[Saved data entries]
┌────────

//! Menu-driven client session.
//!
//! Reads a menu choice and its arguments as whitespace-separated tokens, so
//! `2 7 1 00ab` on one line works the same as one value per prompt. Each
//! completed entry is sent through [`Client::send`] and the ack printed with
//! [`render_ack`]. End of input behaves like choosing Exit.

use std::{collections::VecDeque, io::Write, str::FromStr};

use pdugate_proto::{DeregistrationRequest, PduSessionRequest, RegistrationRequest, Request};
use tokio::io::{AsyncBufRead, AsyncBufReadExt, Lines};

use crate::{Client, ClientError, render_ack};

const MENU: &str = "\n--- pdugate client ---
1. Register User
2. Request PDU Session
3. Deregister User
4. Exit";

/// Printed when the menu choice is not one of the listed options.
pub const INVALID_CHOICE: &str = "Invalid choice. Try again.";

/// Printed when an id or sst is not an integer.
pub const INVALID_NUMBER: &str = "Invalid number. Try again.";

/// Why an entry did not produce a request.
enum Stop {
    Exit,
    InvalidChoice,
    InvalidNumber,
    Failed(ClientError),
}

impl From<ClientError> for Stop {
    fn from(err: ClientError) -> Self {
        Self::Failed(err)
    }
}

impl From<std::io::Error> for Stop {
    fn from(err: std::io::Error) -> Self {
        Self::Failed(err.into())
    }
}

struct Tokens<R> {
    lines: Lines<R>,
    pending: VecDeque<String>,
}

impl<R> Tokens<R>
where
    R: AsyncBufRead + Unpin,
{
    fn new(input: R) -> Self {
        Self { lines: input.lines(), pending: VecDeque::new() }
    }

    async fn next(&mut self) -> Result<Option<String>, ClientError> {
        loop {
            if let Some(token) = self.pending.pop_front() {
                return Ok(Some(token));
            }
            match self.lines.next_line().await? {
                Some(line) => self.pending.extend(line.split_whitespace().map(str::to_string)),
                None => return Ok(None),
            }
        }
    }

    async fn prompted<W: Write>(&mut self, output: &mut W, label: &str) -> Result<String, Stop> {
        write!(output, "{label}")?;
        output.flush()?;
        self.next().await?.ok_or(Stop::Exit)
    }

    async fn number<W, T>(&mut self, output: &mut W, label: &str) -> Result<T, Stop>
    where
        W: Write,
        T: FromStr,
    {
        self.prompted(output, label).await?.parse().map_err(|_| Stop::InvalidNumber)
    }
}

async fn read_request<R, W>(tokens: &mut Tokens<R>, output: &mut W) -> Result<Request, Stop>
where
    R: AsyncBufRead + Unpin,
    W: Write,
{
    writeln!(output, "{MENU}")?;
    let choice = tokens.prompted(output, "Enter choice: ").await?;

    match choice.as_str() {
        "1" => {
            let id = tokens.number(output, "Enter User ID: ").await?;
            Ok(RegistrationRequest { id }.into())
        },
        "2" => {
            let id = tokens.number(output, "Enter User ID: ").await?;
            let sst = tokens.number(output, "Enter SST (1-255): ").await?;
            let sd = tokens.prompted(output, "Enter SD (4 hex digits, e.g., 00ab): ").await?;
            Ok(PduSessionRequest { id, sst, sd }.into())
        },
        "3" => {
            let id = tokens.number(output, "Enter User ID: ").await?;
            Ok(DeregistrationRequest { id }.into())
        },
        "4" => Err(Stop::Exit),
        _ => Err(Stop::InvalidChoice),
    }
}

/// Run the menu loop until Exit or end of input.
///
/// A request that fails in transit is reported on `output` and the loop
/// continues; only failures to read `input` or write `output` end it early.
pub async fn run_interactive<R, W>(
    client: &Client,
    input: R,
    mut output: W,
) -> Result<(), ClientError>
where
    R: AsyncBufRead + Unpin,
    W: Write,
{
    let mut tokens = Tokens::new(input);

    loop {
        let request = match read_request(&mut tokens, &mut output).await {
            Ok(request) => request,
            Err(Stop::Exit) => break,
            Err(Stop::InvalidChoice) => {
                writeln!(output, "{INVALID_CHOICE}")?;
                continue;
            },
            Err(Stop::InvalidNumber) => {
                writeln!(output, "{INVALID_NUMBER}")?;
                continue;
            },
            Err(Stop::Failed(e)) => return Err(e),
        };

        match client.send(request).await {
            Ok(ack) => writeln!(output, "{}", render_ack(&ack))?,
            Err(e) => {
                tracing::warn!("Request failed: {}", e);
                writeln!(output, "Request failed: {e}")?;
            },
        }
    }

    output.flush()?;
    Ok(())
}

└────────
┌────────

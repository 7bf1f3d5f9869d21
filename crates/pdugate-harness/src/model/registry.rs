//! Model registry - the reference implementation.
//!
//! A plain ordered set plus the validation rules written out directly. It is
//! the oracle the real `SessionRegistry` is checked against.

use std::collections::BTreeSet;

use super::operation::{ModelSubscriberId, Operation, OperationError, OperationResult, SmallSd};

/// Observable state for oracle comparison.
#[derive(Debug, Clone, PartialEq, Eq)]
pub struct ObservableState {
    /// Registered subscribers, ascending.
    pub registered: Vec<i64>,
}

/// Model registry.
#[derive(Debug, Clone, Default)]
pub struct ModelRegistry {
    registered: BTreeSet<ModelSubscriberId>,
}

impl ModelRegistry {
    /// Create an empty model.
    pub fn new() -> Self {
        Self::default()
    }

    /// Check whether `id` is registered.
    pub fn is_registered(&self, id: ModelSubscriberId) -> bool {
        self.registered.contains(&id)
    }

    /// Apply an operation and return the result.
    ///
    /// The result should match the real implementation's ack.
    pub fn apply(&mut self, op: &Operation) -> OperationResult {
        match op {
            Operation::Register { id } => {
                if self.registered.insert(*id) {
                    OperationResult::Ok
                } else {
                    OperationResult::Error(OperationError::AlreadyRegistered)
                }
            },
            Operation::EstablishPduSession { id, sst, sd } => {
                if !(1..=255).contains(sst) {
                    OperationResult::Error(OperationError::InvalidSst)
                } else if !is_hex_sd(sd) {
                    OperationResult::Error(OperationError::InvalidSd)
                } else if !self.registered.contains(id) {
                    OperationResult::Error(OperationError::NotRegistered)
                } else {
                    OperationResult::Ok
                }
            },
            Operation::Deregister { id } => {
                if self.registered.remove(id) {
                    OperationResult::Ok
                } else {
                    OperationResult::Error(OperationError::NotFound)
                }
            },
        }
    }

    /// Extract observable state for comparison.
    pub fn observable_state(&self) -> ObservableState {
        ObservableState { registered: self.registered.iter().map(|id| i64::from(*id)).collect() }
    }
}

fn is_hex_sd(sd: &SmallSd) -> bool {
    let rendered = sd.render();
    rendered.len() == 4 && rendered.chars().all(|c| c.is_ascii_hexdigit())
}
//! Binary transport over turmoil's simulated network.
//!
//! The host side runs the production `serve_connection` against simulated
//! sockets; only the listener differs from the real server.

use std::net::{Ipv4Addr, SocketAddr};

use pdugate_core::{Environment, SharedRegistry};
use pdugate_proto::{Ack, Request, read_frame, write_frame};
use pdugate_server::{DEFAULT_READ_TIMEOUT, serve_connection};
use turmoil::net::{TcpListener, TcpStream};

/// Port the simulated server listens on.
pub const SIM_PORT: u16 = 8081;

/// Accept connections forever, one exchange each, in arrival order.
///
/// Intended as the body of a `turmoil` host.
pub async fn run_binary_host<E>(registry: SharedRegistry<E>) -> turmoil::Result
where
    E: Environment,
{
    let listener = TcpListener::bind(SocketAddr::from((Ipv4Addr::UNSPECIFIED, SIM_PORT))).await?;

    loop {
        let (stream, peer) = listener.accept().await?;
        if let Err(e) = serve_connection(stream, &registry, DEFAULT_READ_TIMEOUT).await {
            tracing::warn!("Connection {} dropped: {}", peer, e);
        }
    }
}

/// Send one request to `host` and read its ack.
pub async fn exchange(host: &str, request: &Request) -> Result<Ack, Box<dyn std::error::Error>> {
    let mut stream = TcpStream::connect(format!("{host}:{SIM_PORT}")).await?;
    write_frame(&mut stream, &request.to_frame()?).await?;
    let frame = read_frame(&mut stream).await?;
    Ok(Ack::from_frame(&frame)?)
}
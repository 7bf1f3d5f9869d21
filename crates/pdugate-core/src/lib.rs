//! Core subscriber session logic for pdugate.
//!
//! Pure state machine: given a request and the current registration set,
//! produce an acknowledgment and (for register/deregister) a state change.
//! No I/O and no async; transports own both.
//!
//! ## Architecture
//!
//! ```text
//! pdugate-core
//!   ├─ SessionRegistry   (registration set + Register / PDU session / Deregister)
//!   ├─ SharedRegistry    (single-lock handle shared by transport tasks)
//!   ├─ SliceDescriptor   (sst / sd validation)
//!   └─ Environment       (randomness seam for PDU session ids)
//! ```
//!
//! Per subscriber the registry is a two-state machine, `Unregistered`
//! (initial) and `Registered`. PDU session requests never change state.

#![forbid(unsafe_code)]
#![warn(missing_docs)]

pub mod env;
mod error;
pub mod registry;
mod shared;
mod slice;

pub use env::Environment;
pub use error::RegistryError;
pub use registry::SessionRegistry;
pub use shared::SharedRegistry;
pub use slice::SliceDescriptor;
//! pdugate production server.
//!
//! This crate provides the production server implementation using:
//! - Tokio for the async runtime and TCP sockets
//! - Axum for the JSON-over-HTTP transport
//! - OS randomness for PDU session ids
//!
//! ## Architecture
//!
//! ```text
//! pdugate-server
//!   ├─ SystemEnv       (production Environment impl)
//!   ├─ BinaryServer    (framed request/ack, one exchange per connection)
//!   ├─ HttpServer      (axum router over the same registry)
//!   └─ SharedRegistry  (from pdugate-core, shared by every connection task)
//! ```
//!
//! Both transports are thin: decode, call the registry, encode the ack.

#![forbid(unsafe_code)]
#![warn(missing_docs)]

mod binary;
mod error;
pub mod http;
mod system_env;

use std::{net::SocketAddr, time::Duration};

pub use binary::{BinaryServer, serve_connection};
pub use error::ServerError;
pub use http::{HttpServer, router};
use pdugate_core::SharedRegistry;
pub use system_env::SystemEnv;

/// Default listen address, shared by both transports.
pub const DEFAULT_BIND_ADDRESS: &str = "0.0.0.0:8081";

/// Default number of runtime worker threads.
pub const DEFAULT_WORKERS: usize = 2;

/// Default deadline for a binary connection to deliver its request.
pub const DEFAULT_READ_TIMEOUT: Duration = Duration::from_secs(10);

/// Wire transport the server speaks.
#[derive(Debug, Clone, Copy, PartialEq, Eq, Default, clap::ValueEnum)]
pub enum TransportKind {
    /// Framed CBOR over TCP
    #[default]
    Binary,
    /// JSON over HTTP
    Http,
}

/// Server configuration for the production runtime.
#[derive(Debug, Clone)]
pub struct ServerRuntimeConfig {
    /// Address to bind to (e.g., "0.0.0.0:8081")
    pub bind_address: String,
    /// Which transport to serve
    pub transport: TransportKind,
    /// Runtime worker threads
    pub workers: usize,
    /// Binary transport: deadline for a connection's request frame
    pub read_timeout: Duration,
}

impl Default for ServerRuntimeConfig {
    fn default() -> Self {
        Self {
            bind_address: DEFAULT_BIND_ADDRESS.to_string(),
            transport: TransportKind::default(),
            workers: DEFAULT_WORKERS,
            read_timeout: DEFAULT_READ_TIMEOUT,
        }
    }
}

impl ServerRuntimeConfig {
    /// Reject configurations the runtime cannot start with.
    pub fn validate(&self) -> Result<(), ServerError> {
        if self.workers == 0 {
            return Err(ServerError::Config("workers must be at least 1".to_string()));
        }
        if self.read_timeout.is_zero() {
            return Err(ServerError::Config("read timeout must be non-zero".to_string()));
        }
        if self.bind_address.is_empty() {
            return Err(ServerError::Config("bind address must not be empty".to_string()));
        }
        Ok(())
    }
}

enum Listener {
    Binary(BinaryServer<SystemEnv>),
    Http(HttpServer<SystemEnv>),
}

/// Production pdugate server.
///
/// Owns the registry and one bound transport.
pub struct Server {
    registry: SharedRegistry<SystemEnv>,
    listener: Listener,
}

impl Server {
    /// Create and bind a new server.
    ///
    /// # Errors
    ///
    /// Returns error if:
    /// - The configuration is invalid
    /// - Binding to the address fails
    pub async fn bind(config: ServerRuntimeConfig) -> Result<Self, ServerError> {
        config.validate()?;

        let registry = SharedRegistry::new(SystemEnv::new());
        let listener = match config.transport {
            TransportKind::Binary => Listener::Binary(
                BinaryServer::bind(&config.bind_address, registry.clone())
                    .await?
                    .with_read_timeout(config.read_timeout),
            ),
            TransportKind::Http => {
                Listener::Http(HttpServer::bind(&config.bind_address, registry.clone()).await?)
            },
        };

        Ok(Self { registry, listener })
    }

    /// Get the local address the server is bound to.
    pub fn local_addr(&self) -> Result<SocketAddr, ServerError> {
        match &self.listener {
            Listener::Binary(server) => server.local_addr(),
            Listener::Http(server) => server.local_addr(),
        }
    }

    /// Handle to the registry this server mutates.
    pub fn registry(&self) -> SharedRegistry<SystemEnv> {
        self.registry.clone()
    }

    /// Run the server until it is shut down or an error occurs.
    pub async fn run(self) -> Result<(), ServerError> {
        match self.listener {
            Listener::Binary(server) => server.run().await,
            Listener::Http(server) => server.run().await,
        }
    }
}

└────────
┌────────

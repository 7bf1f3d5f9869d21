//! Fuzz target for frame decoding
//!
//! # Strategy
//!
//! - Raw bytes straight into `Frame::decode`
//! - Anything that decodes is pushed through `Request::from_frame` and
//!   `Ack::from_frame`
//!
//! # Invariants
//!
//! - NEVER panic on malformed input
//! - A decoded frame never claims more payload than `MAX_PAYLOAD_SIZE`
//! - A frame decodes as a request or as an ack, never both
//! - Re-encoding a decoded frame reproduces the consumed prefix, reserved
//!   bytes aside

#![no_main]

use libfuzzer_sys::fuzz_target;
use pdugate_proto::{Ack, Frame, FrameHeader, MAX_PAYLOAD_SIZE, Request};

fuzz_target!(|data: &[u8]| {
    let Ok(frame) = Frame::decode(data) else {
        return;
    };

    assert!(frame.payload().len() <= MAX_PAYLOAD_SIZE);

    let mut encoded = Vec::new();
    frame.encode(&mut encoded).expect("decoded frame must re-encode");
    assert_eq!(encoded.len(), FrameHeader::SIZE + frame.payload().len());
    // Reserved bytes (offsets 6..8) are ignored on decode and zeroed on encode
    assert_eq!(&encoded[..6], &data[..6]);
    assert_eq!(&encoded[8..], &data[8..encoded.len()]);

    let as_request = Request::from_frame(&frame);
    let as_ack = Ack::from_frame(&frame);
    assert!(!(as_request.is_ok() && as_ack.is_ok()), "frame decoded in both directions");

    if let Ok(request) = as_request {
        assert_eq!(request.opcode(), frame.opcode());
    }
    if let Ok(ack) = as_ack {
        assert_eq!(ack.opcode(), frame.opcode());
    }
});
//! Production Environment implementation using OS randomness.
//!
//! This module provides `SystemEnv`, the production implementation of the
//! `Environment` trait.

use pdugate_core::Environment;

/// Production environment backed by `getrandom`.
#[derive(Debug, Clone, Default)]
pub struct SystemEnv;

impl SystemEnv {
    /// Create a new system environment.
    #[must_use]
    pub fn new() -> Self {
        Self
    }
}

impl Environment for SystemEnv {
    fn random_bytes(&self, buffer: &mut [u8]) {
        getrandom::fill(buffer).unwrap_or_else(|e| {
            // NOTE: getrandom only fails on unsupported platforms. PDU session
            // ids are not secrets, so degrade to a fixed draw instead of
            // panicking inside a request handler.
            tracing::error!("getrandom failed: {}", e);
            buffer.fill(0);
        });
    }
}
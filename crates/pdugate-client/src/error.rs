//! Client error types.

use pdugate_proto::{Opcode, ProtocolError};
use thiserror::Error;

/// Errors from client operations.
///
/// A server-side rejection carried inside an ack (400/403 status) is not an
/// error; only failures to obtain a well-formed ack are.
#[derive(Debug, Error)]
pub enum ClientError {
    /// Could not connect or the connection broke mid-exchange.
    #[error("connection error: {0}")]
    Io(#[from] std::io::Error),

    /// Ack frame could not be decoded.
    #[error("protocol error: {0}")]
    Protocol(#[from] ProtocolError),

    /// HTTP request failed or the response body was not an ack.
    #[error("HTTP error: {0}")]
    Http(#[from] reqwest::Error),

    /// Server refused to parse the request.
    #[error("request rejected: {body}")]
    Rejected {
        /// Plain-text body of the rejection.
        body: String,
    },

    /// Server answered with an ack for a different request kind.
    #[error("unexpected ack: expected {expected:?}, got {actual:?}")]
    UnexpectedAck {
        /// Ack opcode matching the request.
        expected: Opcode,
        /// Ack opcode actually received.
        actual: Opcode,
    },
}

└────────

EXERCISE BRIEF:
Using the entries above, give back exactly the line containing "pub mod http;", the line containing "by both transports.", and every line between them, and nothing else.

SOLUTION FOR THIS PROBLEM:
pub mod http;
mod system_env;

use std::{net::SocketAddr, time::Duration};

pub use binary::{BinaryServer, serve_connection};
pub use error::ServerError;
pub use http::{HttpServer, router};
use pdugate_core::SharedRegistry;
pub use system_env::SystemEnv;

/// Default listen address, shared by both transports.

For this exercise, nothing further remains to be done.